Every record should be written out exactly, please.

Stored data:
⁂

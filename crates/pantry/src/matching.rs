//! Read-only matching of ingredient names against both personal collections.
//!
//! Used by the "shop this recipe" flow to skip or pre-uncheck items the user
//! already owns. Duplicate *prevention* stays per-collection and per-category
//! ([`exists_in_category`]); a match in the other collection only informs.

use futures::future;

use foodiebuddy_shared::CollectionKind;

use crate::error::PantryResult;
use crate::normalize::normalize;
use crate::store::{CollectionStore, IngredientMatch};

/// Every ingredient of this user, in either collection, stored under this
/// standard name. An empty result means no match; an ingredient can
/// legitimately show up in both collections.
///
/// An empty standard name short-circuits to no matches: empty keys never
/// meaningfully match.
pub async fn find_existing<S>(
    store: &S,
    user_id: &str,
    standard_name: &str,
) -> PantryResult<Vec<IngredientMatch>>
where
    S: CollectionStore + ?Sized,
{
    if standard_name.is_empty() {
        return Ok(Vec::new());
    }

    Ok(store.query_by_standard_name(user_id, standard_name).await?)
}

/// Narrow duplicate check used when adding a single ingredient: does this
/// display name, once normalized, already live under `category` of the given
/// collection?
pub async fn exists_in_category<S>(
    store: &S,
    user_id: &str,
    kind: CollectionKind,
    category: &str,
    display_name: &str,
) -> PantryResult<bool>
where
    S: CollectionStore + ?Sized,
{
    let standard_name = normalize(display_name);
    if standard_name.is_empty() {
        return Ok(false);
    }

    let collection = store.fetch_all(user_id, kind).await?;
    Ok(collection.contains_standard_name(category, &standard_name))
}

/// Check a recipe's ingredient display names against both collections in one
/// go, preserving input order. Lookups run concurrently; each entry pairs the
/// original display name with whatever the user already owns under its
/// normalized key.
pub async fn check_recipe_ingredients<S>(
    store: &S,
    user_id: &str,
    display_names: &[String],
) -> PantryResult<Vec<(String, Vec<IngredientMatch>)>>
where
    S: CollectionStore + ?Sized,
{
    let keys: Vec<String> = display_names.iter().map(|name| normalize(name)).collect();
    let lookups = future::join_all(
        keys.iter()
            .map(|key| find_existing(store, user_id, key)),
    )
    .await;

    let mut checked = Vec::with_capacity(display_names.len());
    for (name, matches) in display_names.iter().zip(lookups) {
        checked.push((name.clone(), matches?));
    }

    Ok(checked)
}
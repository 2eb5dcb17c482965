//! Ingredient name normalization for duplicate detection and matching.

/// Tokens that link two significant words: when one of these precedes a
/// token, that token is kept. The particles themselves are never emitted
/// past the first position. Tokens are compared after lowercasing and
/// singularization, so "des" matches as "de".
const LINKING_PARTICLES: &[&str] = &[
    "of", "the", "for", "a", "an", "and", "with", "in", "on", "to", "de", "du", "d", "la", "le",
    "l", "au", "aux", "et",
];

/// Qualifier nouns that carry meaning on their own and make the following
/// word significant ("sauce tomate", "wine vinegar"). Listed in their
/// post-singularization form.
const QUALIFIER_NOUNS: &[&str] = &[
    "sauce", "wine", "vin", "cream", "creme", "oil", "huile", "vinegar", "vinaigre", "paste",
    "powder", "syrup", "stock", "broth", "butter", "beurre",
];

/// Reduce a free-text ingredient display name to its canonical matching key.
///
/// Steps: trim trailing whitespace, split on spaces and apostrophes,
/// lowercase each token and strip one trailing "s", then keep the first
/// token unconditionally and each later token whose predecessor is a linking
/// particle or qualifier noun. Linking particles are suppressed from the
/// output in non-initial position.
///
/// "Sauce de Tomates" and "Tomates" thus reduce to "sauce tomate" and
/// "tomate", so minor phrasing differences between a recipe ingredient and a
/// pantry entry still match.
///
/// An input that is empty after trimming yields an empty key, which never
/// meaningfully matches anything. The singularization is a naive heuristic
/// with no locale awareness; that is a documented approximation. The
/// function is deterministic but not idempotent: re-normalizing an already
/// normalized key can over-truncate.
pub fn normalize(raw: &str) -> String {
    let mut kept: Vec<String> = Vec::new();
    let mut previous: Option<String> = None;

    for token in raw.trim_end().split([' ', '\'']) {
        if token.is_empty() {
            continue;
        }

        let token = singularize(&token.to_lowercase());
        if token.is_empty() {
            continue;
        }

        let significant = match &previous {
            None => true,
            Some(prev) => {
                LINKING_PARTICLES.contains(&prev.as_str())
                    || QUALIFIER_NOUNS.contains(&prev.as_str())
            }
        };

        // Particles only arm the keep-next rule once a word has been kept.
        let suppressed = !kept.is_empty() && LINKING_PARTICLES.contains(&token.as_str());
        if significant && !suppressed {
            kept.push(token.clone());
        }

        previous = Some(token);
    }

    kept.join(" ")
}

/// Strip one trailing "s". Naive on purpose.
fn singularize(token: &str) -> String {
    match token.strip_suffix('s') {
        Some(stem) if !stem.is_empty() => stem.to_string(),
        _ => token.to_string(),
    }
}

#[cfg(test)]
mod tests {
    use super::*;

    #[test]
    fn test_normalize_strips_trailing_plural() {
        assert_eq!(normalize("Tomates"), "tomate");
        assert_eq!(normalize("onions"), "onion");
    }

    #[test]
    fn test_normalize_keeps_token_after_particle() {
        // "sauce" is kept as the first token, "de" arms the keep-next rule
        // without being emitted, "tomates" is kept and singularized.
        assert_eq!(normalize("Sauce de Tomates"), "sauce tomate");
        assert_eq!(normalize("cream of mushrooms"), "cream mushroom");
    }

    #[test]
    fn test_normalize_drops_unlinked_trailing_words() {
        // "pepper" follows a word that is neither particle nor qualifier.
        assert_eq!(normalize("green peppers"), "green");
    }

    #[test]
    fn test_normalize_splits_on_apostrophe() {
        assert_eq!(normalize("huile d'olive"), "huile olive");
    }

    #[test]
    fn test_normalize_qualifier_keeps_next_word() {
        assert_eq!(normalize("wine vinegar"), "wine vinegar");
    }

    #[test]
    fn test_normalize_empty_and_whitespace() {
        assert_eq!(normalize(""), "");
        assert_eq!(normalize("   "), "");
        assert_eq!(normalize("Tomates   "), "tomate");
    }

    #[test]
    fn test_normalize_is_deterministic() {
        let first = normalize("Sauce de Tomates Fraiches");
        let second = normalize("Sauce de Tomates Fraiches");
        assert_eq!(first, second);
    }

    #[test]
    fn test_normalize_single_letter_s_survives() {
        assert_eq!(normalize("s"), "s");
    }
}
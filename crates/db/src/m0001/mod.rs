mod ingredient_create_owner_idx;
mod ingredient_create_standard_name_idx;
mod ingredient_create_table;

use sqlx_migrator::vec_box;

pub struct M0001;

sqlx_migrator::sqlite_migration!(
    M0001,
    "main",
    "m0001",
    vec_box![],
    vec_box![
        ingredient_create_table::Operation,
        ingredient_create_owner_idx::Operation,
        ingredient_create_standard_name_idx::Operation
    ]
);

⁂

* The answer *
filename crates/pantry/src/matching.rs
//! Read-only matching of ingredient names against both personal collections.
//!
//! Used by the "shop this recipe" flow to skip or pre-uncheck items the user
//! already owns. Duplicate *prevention* stays per-collection and per-category
//! ([`exists_in_category`]); a match in the other collection only informs.

use futures::future;

use foodiebuddy_shared::CollectionKind;

use crate::error::PantryResult;
use crate::normalize::normalize;
use crate::store::{CollectionStore, IngredientMatch};

/// Every ingredient of this user, in either collection, stored under this
/// standard name. An empty result means no match; an ingredient can
/// legitimately show up in both collections.
///
/// An empty standard name short-circuits to no matches: empty keys never
/// meaningfully match.
pub async fn find_existing<S>(
    store: &S,
    user_id: &str,
    standard_name: &str,
) -> PantryResult<Vec<IngredientMatch>>
where
    S: CollectionStore + ?Sized,
{
    if standard_name.is_empty() {
        return Ok(Vec::new());
    }

    Ok(store.query_by_standard_name(user_id, standard_name).await?)
}

/// Narrow duplicate check used when adding a single ingredient: does this
/// display name, once normalized, already live under `category` of the given
/// collection?
pub async fn exists_in_category<S>(
    store: &S,
    user_id: &str,
    kind: CollectionKind,
    category: &str,
    display_name: &str,
) -> PantryResult<bool>
where
    S: CollectionStore + ?Sized,
{
    let standard_name = normalize(display_name);
    if standard_name.is_empty() {
        return Ok(false);
    }

    let collection = store.fetch_all(user_id, kind).await?;
    Ok(collection.contains_standard_name(category, &standard_name))
}

/// Check a recipe's ingredient display names against both collections in one
/// go, preserving input order. Lookups run concurrently; each entry pairs the
/// original display name with whatever the user already owns under its
/// normalized key.
pub async fn check_recipe_ingredients<S>(
    store: &S,
    user_id: &str,
    display_names: &[String],
) -> PantryResult<Vec<(String, Vec<IngredientMatch>)>>
where
    S: CollectionStore + ?Sized,
{
    let keys: Vec<String> = display_names.iter().map(|name| normalize(name)).collect();
    let lookups = future::join_all(
        keys.iter()
            .map(|key| find_existing(store, user_id, key)),
    )
    .await;

    let mut checked = Vec::with_capacity(display_names.len());
    for (name, matches) in display_names.iter().zip(lookups) {
        checked.push((name.clone(), matches?));
    }

    Ok(checked)
}
repository 2eb5dcb17c482965
//! Ingredient name normalization for duplicate detection and matching.

/// Tokens that link two significant words: when one of these precedes a
/// token, that token is kept. The particles themselves are never emitted
/// past the first position. Tokens are compared after lowercasing and
/// singularization, so "des" matches as "de".
const LINKING_PARTICLES: &[&str] = &[
    "of", "the", "for", "a", "an", "and", "with", "in", "on", "to", "de", "du", "d", "la", "le",
    "l", "au", "aux", "et",
];

/// Qualifier nouns that carry meaning on their own and make the following
/// word significant ("sauce tomate", "wine vinegar"). Listed in their
/// post-singularization form.
const QUALIFIER_NOUNS: &[&str] = &[
    "sauce", "wine", "vin", "cream", "creme", "oil", "huile", "vinegar", "vinaigre", "paste",
    "powder", "syrup", "stock", "broth", "butter", "beurre",
];

/// Reduce a free-text ingredient display name to its canonical matching key.
///
/// Steps: trim trailing whitespace, split on spaces and apostrophes,
/// lowercase each token and strip one trailing "s", then keep the first
/// token unconditionally and each later token whose predecessor is a linking
/// particle or qualifier noun. Linking particles are suppressed from the
/// output in non-initial position.
///
/// "Sauce de Tomates" and "Tomates" thus reduce to "sauce tomate" and
/// "tomate", so minor phrasing differences between a recipe ingredient and a
/// pantry entry still match.
///
/// An input that is empty after trimming yields an empty key, which never
/// meaningfully matches anything. The singularization is a naive heuristic
/// with no locale awareness; that is a documented approximation. The
/// function is deterministic but not idempotent: re-normalizing an already
/// normalized key can over-truncate.
pub fn normalize(raw: &str) -> String {
    let mut kept: Vec<String> = Vec::new();
    let mut previous: Option<String> = None;

    for token in raw.trim_end().split([' ', '\'']) {
        if token.is_empty() {
            continue;
        }

        let token = singularize(&token.to_lowercase());
        if token.is_empty() {
            continue;
        }

        let significant = match &previous {
            None => true,
            Some(prev) => {
                LINKING_PARTICLES.contains(&prev.as_str())
                    || QUALIFIER_NOUNS.contains(&prev.as_str())
            }
        };

        // Particles only arm the keep-next rule once a word has been kept.
        let suppressed = !kept.is_empty() && LINKING_PARTICLES.contains(&token.as_str());
        if significant && !suppressed {
            kept.push(token.clone());
        }

        previous = Some(token);
    }

    kept.join(" ")
}

/// Strip one trailing "s". Naive on purpose.
fn singularize(token: &str) -> String {
    match token.strip_suffix('s') {
        Some(stem) if !stem.is_empty() => stem.to_string(),
        _ => token.to_string(),
    }
}

#[cfg(test)]
mod tests {
    use super::*;

    #[test]
    fn test_normalize_strips_trailing_plural() {
        assert_eq!(normalize("Tomates"), "tomate");
        assert_eq!(normalize("onions"), "onion");
    }

    #[test]
    fn test_normalize_keeps_token_after_particle() {
        // "sauce" is kept as the first token, "de" arms the keep-next rule
        // without being emitted, "tomates" is kept and singularized.
        assert_eq!(normalize("Sauce de Tomates"), "sauce tomate");
        assert_eq!(normalize("cream of mushrooms"), "cream mushroom");
    }

    #[test]
    fn test_normalize_drops_unlinked_trailing_words() {
        // "pepper" follows a word that is neither particle nor qualifier.
        assert_eq!(normalize("green peppers"), "green");
    }

    #[test]
    fn test_normalize_splits_on_apostrophe() {
        assert_eq!(normalize("huile d'olive"), "huile olive");
    }

    #[test]
    fn test_normalize_qualifier_keeps_next_word() {
        assert_eq!(normalize("wine vinegar"), "wine vinegar");
    }

    #[test]
    fn test_normalize_empty_and_whitespace() {
        assert_eq!(normalize(""), "");
        assert_eq!(normalize("   "), "");
        assert_eq!(normalize("Tomates   "), "tomate");
    }

    #[test]
    fn test_normalize_is_deterministic() {
        let first = normalize("Sauce de Tomates Fraiches");
        let second = normalize("Sauce de Tomates Fraiches");
        assert_eq!(first, second);
    }

    #[test]
    fn test_normalize_single_letter_s_survives() {
        assert_eq!(normalize("s"), "s");
    }
}
filename crates/db/src/m0001/mod.rs
mod ingredient_create_owner_idx;
mod ingredient_create_standard_name_idx;
mod ingredient_create_table;

use sqlx_migrator::vec_box;

pub struct M0001;

sqlx_migrator::sqlite_migration!(
    M0001,
    "main",
    "m0001",
    vec_box![],
    vec_box![
        ingredient_create_table::Operation,
        ingredient_create_owner_idx::Operation,
        ingredient_create_standard_name_idx::Operation
    ]
);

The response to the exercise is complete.